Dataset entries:
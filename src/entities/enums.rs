//! Enumerazioni - Tipi enumerati utilizzati nelle entità

use serde::{Deserialize, Serialize};

#[derive(Serialize, Deserialize, Debug, Clone, PartialEq, sqlx::Type)]
#[sqlx(rename_all = "UPPERCASE")]
pub enum MessageType {
    Text,
    Image,
    File,
}
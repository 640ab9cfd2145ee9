//! Integration tests per il fan-out real-time
//!
//! Scenari coperti:
//! - Messaggio consegnato a tutte le connessioni del gruppo + notifica personale
//! - Notifica verso un destinatario offline (no-op, nessun errore)
//! - Multi-dispositivo: un solo broadcast offline alla chiusura dell'ultima connessione
//! - Esclusione dell'eco per il lettore su MessagesRead
//!
//! Questi test girano interamente in memoria contro PresenceRegistry e
//! GroupRegistry: il database non viene mai toccato.

#[cfg(test)]
mod fanout_tests {
    use konnect_hub::dtos::{MessageDTO, OnlineStatusDTO, ServerEvent};
    use konnect_hub::entities::MessageType;
    use konnect_hub::ws::{GroupRegistry, PresenceRegistry};
    use std::sync::Arc;
    use tokio::sync::mpsc;

    fn message_event(conversation_id: i32, sender_id: i32, content: &str) -> MessageDTO {
        MessageDTO {
            message_id: Some(1),
            conversation_id: Some(conversation_id),
            sender_id: Some(sender_id),
            sender_username: Some(format!("user{}", sender_id)),
            sender_full_name: Some(format!("User {}", sender_id)),
            sender_avatar: None,
            content: Some(content.to_string()),
            message_type: Some(MessageType::Text),
            file_url: None,
            sent_at: Some(chrono::Utc::now()),
            is_edited: Some(false),
            is_deleted: Some(false),
        }
    }

    // ============================================================
    // Scenario A: invio con entrambi gli utenti connessi
    // ============================================================

    /// user 1 e user 2 connessi, entrambi nel gruppo della conversazione:
    /// entrambi ricevono un ReceiveMessage con il contenuto originale, e il
    /// canale personale di user 2 riceve una NewMessageNotification
    #[tokio::test]
    async fn send_reaches_group_and_receiver_personal_channel() {
        let presence = PresenceRegistry::new();
        let groups = GroupRegistry::new();
        let conversation_id = 10;

        let (tx1, mut rx1) = mpsc::channel(16);
        let (tx2, mut rx2) = mpsc::channel(16);
        let c1 = presence.next_handle();
        let c2 = presence.next_handle();
        presence.register(1, c1, tx1);
        presence.register(2, c2, tx2);
        groups.join(&conversation_id, c1);
        groups.join(&conversation_id, c2);

        // fan-out del dispatcher dopo la persistenza: gruppo + canale personale
        let dto = message_event(conversation_id, 1, "hi");
        let receive = Arc::new(ServerEvent::ReceiveMessage(dto.clone()));
        assert_eq!(groups.broadcast(&presence, &conversation_id, receive), 2);

        let notification = Arc::new(ServerEvent::NewMessageNotification(dto));
        assert_eq!(presence.send_to_user(&2, notification), 1);

        // connessione di user 1: solo il ReceiveMessage
        match rx1.try_recv().unwrap().as_ref() {
            ServerEvent::ReceiveMessage(msg) => {
                assert_eq!(msg.content.as_deref(), Some("hi"));
                assert_eq!(msg.sender_id, Some(1));
            }
            other => panic!("unexpected event: {:?}", other),
        }
        assert!(rx1.try_recv().is_err());

        // connessione di user 2: ReceiveMessage seguito dalla notifica
        match rx2.try_recv().unwrap().as_ref() {
            ServerEvent::ReceiveMessage(msg) => assert_eq!(msg.content.as_deref(), Some("hi")),
            other => panic!("unexpected event: {:?}", other),
        }
        match rx2.try_recv().unwrap().as_ref() {
            ServerEvent::NewMessageNotification(msg) => {
                assert_eq!(msg.sender_id, Some(1));
            }
            other => panic!("unexpected event: {:?}", other),
        }
    }

    // ============================================================
    // Scenario B: destinatario offline
    // ============================================================

    /// user 3 invia a user 4 che è offline: la notifica personale non
    /// raggiunge nessun handle, senza errori, e il broadcast di gruppo
    /// consegna solo al mittente
    #[tokio::test]
    async fn notification_to_offline_receiver_is_a_noop() {
        let presence = PresenceRegistry::new();
        let groups = GroupRegistry::new();
        let conversation_id = 20;

        let (tx3, mut rx3) = mpsc::channel(16);
        let c3 = presence.next_handle();
        presence.register(3, c3, tx3);
        groups.join(&conversation_id, c3);

        let dto = message_event(conversation_id, 3, "anyone there?");
        let receive = Arc::new(ServerEvent::ReceiveMessage(dto.clone()));
        assert_eq!(groups.broadcast(&presence, &conversation_id, receive), 1);

        let notification = Arc::new(ServerEvent::NewMessageNotification(dto));
        assert_eq!(presence.send_to_user(&4, notification), 0);

        assert!(rx3.try_recv().is_ok());
        assert!(!presence.is_online(&4));
    }

    // ============================================================
    // Scenario C: due dispositivi, un solo UserOffline
    // ============================================================

    /// user 5 con due connessioni simultanee: chiuderne una lo lascia online,
    /// chiudere la seconda produce esattamente un broadcast UserOffline
    #[tokio::test]
    async fn second_device_disconnect_triggers_single_offline_broadcast() {
        let presence = PresenceRegistry::new();
        let groups = GroupRegistry::new();

        let (tx_a, _rx_a) = mpsc::channel(16);
        let (tx_b, _rx_b) = mpsc::channel(16);
        let device_a = presence.next_handle();
        let device_b = presence.next_handle();
        presence.register(5, device_a, tx_a);
        presence.register(5, device_b, tx_b);

        // osservatore che riceve i broadcast di presenza
        let (tx_obs, mut rx_obs) = mpsc::channel(16);
        let observer = presence.next_handle();
        presence.register(6, observer, tx_obs);

        let mut offline_broadcasts = 0;

        // teardown del primo dispositivo
        groups.leave(device_a);
        if let Some(user_id) = presence.unregister(device_a) {
            offline_broadcasts += 1;
            presence.broadcast_all(Arc::new(ServerEvent::UserOffline(OnlineStatusDTO {
                user_id,
                is_online: false,
            })));
        }
        assert!(presence.is_online(&5), "one device still connected");

        // teardown del secondo dispositivo
        groups.leave(device_b);
        if let Some(user_id) = presence.unregister(device_b) {
            offline_broadcasts += 1;
            presence.broadcast_all(Arc::new(ServerEvent::UserOffline(OnlineStatusDTO {
                user_id,
                is_online: false,
            })));
        }

        assert!(!presence.is_online(&5));
        assert_eq!(offline_broadcasts, 1, "exactly one UserOffline broadcast");

        match rx_obs.try_recv().unwrap().as_ref() {
            ServerEvent::UserOffline(status) => {
                assert_eq!(status.user_id, 5);
                assert!(!status.is_online);
            }
            other => panic!("unexpected event: {:?}", other),
        }
        assert!(rx_obs.try_recv().is_err(), "no duplicate offline event");
    }

    // ============================================================
    // MessagesRead: il lettore non riceve l'eco
    // ============================================================

    #[tokio::test]
    async fn messages_read_excludes_reader_connections() {
        let presence = PresenceRegistry::new();
        let groups = GroupRegistry::new();
        let conversation_id = 30;

        let (tx_reader, mut rx_reader) = mpsc::channel(16);
        let (tx_sender, mut rx_sender) = mpsc::channel(16);
        let reader_conn = presence.next_handle();
        let sender_conn = presence.next_handle();
        presence.register(7, reader_conn, tx_reader);
        presence.register(8, sender_conn, tx_sender);
        groups.join(&conversation_id, reader_conn);
        groups.join(&conversation_id, sender_conn);

        let event = Arc::new(ServerEvent::MessagesRead {
            conversation_id,
            user_id: 7,
            message_ids: vec![100, 101],
        });
        assert_eq!(
            groups.broadcast_except_user(&presence, &conversation_id, &7, event),
            1
        );

        assert!(rx_reader.try_recv().is_err(), "reader must not get the echo");
        match rx_sender.try_recv().unwrap().as_ref() {
            ServerEvent::MessagesRead { message_ids, .. } => {
                assert_eq!(message_ids, &vec![100, 101]);
            }
            other => panic!("unexpected event: {:?}", other),
        }
    }

    // ============================================================
    // Disconnessione: la membership dei gruppi segue la presenza
    // ============================================================

    #[tokio::test]
    async fn disconnect_removes_connection_from_every_group() {
        let presence = PresenceRegistry::new();
        let groups = GroupRegistry::new();

        let (tx, _rx) = mpsc::channel(16);
        let conn = presence.next_handle();
        presence.register(9, conn, tx);
        groups.join(&1, conn);
        groups.join(&2, conn);
        groups.join(&3, conn);

        groups.leave(conn);
        presence.unregister(conn);

        for conversation_id in [1, 2, 3] {
            assert!(groups.members(&conversation_id).is_empty());
        }
    }
}

#[cfg(test)]
mod resolver_tests {
    use konnect_hub::ws::resolver::PairLocks;
    use std::sync::Arc;
    use std::time::Duration;

    /// Il lock per la coppia è lo stesso indipendentemente dall'ordine degli
    /// utenti: due "primi messaggi" simultanei A->B e B->A si serializzano
    /// sulla stessa sezione critica
    #[tokio::test]
    async fn pair_lock_is_order_independent() {
        let locks = Arc::new(PairLocks::new());

        let guard = locks.lock(1, 2).await;

        let locks_clone = locks.clone();
        let reversed = tokio::spawn(async move {
            let _guard = locks_clone.lock(2, 1).await;
        });
        tokio::time::sleep(Duration::from_millis(20)).await;
        assert!(
            !reversed.is_finished(),
            "B->A must wait on the same lock as A->B"
        );

        drop(guard);
        reversed.await.unwrap();
    }

    #[tokio::test]
    async fn pair_lock_does_not_block_other_pairs() {
        let locks = Arc::new(PairLocks::new());

        let _guard = locks.lock(4, 5).await;

        let locks_clone = locks.clone();
        let other_pair = tokio::spawn(async move {
            let _guard = locks_clone.lock(4, 6).await;
        });
        tokio::time::sleep(Duration::from_millis(20)).await;
        assert!(other_pair.is_finished(), "(4,6) must not wait on (4,5)");
    }
}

EXERCISE DETAILS: Quote every line of the records above, from the first down to the one holding "gruppo + notifica personale", exactly as written.

SOLVED EXERCISE:
filename src/entities/enums.rs
//! Enumerazioni - Tipi enumerati utilizzati nelle entità

use serde::{Deserialize, Serialize};

#[derive(Serialize, Deserialize, Debug, Clone, PartialEq, sqlx::Type)]
#[sqlx(rename_all = "UPPERCASE")]
pub enum MessageType {
    Text,
    Image,
    File,
}
repository 640ab9cfd2145ee9
//! Integration tests per il fan-out real-time
//!
//! Scenari coperti:
//! - Messaggio consegnato a tutte le connessioni del gruppo + notifica personale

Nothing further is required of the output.